The lung microbiome of COVID-19 patients showed a reduced taxonomic richness but harbored a diverse spectrum of bacterial and fungal pathogen typically associated with secondary lung infections. Polymicrobial infections and the relatively high proportion of EBV with the induction of inhibitory immune checkpoints suggested an impaired immunity in COVID-19 lungs.
Overall, the study highlighted alterations of the local immunity during COVID-19, wherein immune impairment led to weakened antimicrobial defense facilitating the development of secondary infections following SARS-CoV-2-infection.
Although the authors could not identify clinical parameters correlated with secondary infections that provided a mechanistic understanding of why secondary infections develop following viral infections, the findings strongly supported the idea that lung immunity is impaired during COVID-19, driving these infections.
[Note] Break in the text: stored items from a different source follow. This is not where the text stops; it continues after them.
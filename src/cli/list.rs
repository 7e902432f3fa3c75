use std::fmt::Display;

use anyhow::Result;
use chrono::{DateTime, Local, Utc};
use chrono_english::parse_date_string;
use clap::{CommandFactory, Parser, ValueEnum};
use now::DateTimeNow;

use crate::{
    app::{notes::Note, state::AppState},
    utils::time::next_day_start,
};

use super::{output::render_notes, Args};

#[derive(Debug, Clone, Copy, ValueEnum)]
enum DateStyle {
    Uk,
    Us,
}

impl From<DateStyle> for chrono_english::Dialect {
    fn from(value: DateStyle) -> Self {
        match value {
            DateStyle::Uk => Self::Uk,
            DateStyle::Us => Self::Us,
        }
    }
}

impl Display for DateStyle {
    fn fmt(&self, f: &mut std::fmt::Formatter<'_>) -> std::fmt::Result {
        match self {
            DateStyle::Uk => write!(f, "uk"),
            DateStyle::Us => write!(f, "us"),
        }
    }
}

#[derive(Debug, Parser)]
pub struct ListCommand {
    #[arg(long, help = "Show every note instead of the latest 3")]
    all: bool,
    #[arg(short, long, help = "Only notes of this category")]
    category: Option<String>,
    #[arg(
        long,
        short,
        help = "Only notes created after this moment. Examples are \"yesterday\", \"1 hour ago\", \"15/03/2025\", \"12:00 16/03/2025\""
    )]
    since: Option<String>,
    #[arg(long, help = "Only notes created today", conflicts_with = "since")]
    today: bool,
    #[arg(long, default_value_t = DateStyle::Uk, help = "Style of dates used during parsing. For Uk it's day/month/year. For Us it's month/day/year")]
    date_style: DateStyle,
}

/// Creation time range notes have to fall into. Open ends are `None`.
#[derive(Debug, Default, Clone, Copy, PartialEq, Eq)]
struct NoteFilter {
    start: Option<DateTime<Utc>>,
    end: Option<DateTime<Utc>>,
}

impl NoteFilter {
    fn matches(&self, note: &Note) -> bool {
        self.start.map_or(true, |start| note.ts >= start)
            && self.end.map_or(true, |end| note.ts < end)
    }
}

fn parse_filter(command: &ListCommand, now: DateTime<Local>) -> Result<NoteFilter> {
    if command.today {
        let start = now.beginning_of_day();
        return Ok(NoteFilter {
            start: Some(start.with_timezone(&Utc)),
            end: next_day_start(now).map(|v| v.with_timezone(&Utc)),
        });
    }
    let start = match command
        .since
        .as_ref()
        .map(|s| parse_date_string(s, now, command.date_style.into()))
    {
        Some(Ok(v)) => Some(v.with_timezone(&Utc)),
        Some(Err(e)) => {
            return Err(Args::command()
                .error(
                    clap::error::ErrorKind::ValueValidation,
                    format!("Failed to validate since date {e}"),
                )
                .into());
        }
        None => None,
    };
    Ok(NoteFilter { start, end: None })
}

/// Command to process `list` command. Without filters it shows the same notes a session does.
pub fn process_list_command(command: ListCommand, state: &AppState, use_color: bool) -> Result<()> {
    let filter = parse_filter(&command, Local::now())?;
    let filtered = filter != NoteFilter::default() || command.category.is_some();

    let source = if command.all || filtered {
        state.notes.notes()
    } else {
        state.notes.visible(false)
    };
    let notes = source
        .iter()
        .filter(|v| filter.matches(v))
        .filter(|v| command.category.as_ref().map_or(true, |c| &v.category == c));

    print!("{}", render_notes(notes, &state.categories, use_color));
    if !command.all && !filtered && state.notes.has_hidden() {
        println!(
            "{} more, use --all to see them",
            state.notes.len() - source.len()
        );
    }
    Ok(())
}

#[cfg(test)]
mod tests {
    use chrono::{Duration, Local, TimeZone, Utc};
    use clap::Parser;

    use crate::app::notes::NoteStore;

    use super::{parse_filter, ListCommand};

    #[test]
    fn today_filter_covers_the_whole_day() {
        let now = Local.with_ymd_and_hms(2025, 3, 16, 15, 0, 0).unwrap();
        let command = ListCommand::parse_from(["list", "--today"]);
        let filter = parse_filter(&command, now).unwrap();

        let mut notes = NoteStore::default();
        notes.add("yesterday", "note", (now - Duration::days(1)).with_timezone(&Utc));
        notes.add("morning", "note", (now - Duration::hours(6)).with_timezone(&Utc));

        let matching = notes
            .notes()
            .iter()
            .filter(|v| filter.matches(v))
            .map(|v| v.text.as_str())
            .collect::<Vec<_>>();
        assert_eq!(matching, vec!["morning"]);
    }

    #[test]
    fn since_accepts_natural_dates() {
        let now = Local.with_ymd_and_hms(2025, 3, 16, 15, 0, 0).unwrap();
        let command = ListCommand::parse_from(["list", "--since", "1 hour ago"]);
        let filter = parse_filter(&command, now).unwrap();
        let start = filter.start.unwrap();
        assert!(start < now.with_timezone(&Utc));
        assert!(start >= (now - Duration::hours(1)).with_timezone(&Utc) - Duration::minutes(1));
        assert_eq!(filter.end, None);

        let command = ListCommand::parse_from(["list", "--since", "not a date at all"]);
        assert!(parse_filter(&command, now).is_err());
    }
}
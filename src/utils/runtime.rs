use anyhow::Result;

/// Runtime shared by every command. Application state is never touched from more than one thread.
pub fn single_thread_runtime() -> Result<tokio::runtime::Runtime> {
    Ok(tokio::runtime::Builder::new_current_thread()
        .enable_all()
        .build()?)
}
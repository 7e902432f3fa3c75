//! Timer and per-category attribution.
//!
//! The engine never reads the clock itself, every transition receives `now`. This keeps it
//! deterministic in tests and lets the session decide when to refresh the display.

use std::collections::BTreeMap;

use chrono::{DateTime, Duration, Utc};
use serde::{Deserialize, Serialize};
use tracing::{debug, warn};

use crate::utils::time::format_hms;

/// Period of the cosmetic display refresh while the timer runs.
pub const TICK_PERIOD: std::time::Duration = std::time::Duration::from_millis(250);

#[derive(Debug, Clone, Copy, PartialEq, Eq)]
pub enum TimerTransition {
    Started,
    Paused { delta: Duration },
    Unchanged,
}

/// Total elapsed time and the running flag, written when the application exits.
#[derive(Debug, Clone, Copy, PartialEq, Eq, Serialize, Deserialize)]
#[serde(rename_all = "camelCase")]
pub struct TimerSnapshot {
    #[serde(with = "duration_ms")]
    pub elapsed_ms: Duration,
    pub is_running: bool,
}

impl TimerSnapshot {
    /// Lenient read of a stored snapshot. Fields of the wrong type read as zero / not running.
    pub fn load(raw: Option<&str>) -> Option<Self> {
        let raw = raw?;
        let value = match serde_json::from_str::<serde_json::Value>(raw) {
            Ok(v) => v,
            Err(e) => {
                warn!("Stored timer snapshot is malformed: {e}");
                return None;
            }
        };
        Some(Self {
            elapsed_ms: value
                .get("elapsedMs")
                .map(millis_from_value)
                .unwrap_or_else(Duration::zero),
            is_running: value
                .get("isRunning")
                .and_then(|v| v.as_bool())
                .unwrap_or(false),
        })
    }
}

/// Largest stored duration taken at face value, a little over 30 000 years. Anything larger is
/// treated as malformed so later arithmetic can't overflow.
const MAX_STORED_MS: f64 = 1e15;

fn millis_from_value(value: &serde_json::Value) -> Duration {
    value
        .as_f64()
        .filter(|v| v.is_finite() && (0.0..=MAX_STORED_MS).contains(v))
        .map(|v| Duration::milliseconds(v as i64))
        .unwrap_or_else(Duration::zero)
}

mod duration_ms {
    use chrono::Duration;
    use serde::{self, Deserialize, Deserializer, Serializer};

    pub fn serialize<S>(duration: &Duration, serializer: S) -> Result<S::Ok, S::Error>
    where
        S: Serializer,
    {
        serializer.serialize_i64(duration.num_milliseconds())
    }

    pub fn deserialize<'de, D>(deserializer: D) -> Result<Duration, D::Error>
    where
        D: Deserializer<'de>,
    {
        let ms = i64::deserialize(deserializer)?;
        Ok(Duration::milliseconds(ms))
    }
}

/// Accumulated time per category key.
#[derive(Debug, Default, Clone, PartialEq, Eq)]
pub struct CategoryTotals(BTreeMap<String, Duration>);

impl CategoryTotals {
    /// Reads `{ key: ms }`. Malformed JSON gives an empty map, non numeric entries count as zero.
    pub fn load(raw: Option<&str>) -> Self {
        let Some(raw) = raw else {
            return Self::default();
        };
        match serde_json::from_str::<BTreeMap<String, serde_json::Value>>(raw) {
            Ok(map) => Self(
                map.into_iter()
                    .map(|(key, value)| (key, millis_from_value(&value)))
                    .collect(),
            ),
            Err(e) => {
                warn!("Stored category totals are malformed: {e}");
                Self::default()
            }
        }
    }

    pub fn save(&self) -> BTreeMap<&str, i64> {
        self.0
            .iter()
            .map(|(key, value)| (key.as_str(), value.num_milliseconds()))
            .collect()
    }

    pub fn get(&self, key: &str) -> Duration {
        self.0.get(key).copied().unwrap_or_else(Duration::zero)
    }

    fn add(&mut self, key: &str, delta: Duration) {
        *self.0.entry(key.to_string()).or_insert_with(Duration::zero) += delta;
    }
}

/// Two states: stopped, and running since `start`.
#[derive(Debug, Default, Clone)]
pub struct TimerEngine {
    elapsed: Duration,
    start: Option<DateTime<Utc>>,
    active_category: Option<String>,
    totals: CategoryTotals,
}

impl TimerEngine {
    /// Rebuilds the timer after a restart. Totals and the active category load independently of
    /// the snapshot. A timer that was running resumes from `now`: the time the application was
    /// closed is not counted anywhere.
    pub fn restore(
        snapshot: Option<TimerSnapshot>,
        totals: CategoryTotals,
        active_category: Option<String>,
        now: DateTime<Utc>,
    ) -> Self {
        let snapshot = snapshot.unwrap_or(TimerSnapshot {
            elapsed_ms: Duration::zero(),
            is_running: false,
        });
        Self {
            elapsed: snapshot.elapsed_ms,
            start: snapshot.is_running.then_some(now),
            active_category: active_category.filter(|v| !v.is_empty()),
            totals,
        }
    }

    pub fn is_running(&self) -> bool {
        self.start.is_some()
    }

    pub fn start(&mut self, now: DateTime<Utc>) -> TimerTransition {
        if self.is_running() {
            return TimerTransition::Unchanged;
        }
        debug!("Starting timer for {:?}", self.active_category);
        self.start = Some(now);
        TimerTransition::Started
    }

    /// Stops the timer and flushes the running segment into the total and the active category.
    pub fn pause(&mut self, now: DateTime<Utc>) -> TimerTransition {
        let Some(start) = self.start.take() else {
            return TimerTransition::Unchanged;
        };
        let delta = (now - start).max(Duration::zero());
        self.elapsed += delta;
        if let Some(active) = &self.active_category {
            self.totals.add(active, delta);
        }
        debug!("Paused timer after {delta} for {:?}", self.active_category);
        TimerTransition::Paused { delta }
    }

    pub fn toggle(&mut self, now: DateTime<Utc>) -> TimerTransition {
        if self.is_running() {
            self.pause(now)
        } else {
            self.start(now)
        }
    }

    /// Switches attribution to `key`. Time running so far is flushed to the previous category
    /// first, then the timer runs for the new one.
    pub fn attribute_and_restart(&mut self, key: &str, now: DateTime<Utc>) -> TimerTransition {
        let flushed = self.pause(now);
        self.active_category = Some(key.to_string());
        self.start(now);
        flushed
    }

    pub fn current(&self, now: DateTime<Utc>) -> Duration {
        let running = self
            .start
            .map(|start| (now - start).max(Duration::zero()))
            .unwrap_or_else(Duration::zero);
        self.elapsed + running
    }

    pub fn display(&self, now: DateTime<Utc>) -> String {
        format_hms(self.current(now))
    }

    pub fn snapshot(&self, now: DateTime<Utc>) -> TimerSnapshot {
        TimerSnapshot {
            elapsed_ms: self.current(now),
            is_running: self.is_running(),
        }
    }

    pub fn elapsed(&self) -> Duration {
        self.elapsed
    }

    pub fn active_category(&self) -> Option<&str> {
        self.active_category.as_deref()
    }

    pub fn totals(&self) -> &CategoryTotals {
        &self.totals
    }
}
Further studies should focus on understanding the molecular pathways in more detail for unraveling chronological phases of immuno-suppression during COVID-19. This data could prove helpful in the development of potential COVID-19 therapies counteracting secondary infections not only in COVID-19 but other diseases. For this research, autopsy specimens and associated molecular data might serve as a valuable resource.
medRxiv publishes preliminary scientific reports that are not peer-reviewed and, therefore, should not be regarded as conclusive, guide clinical practice/health-related behavior, or treated as established information.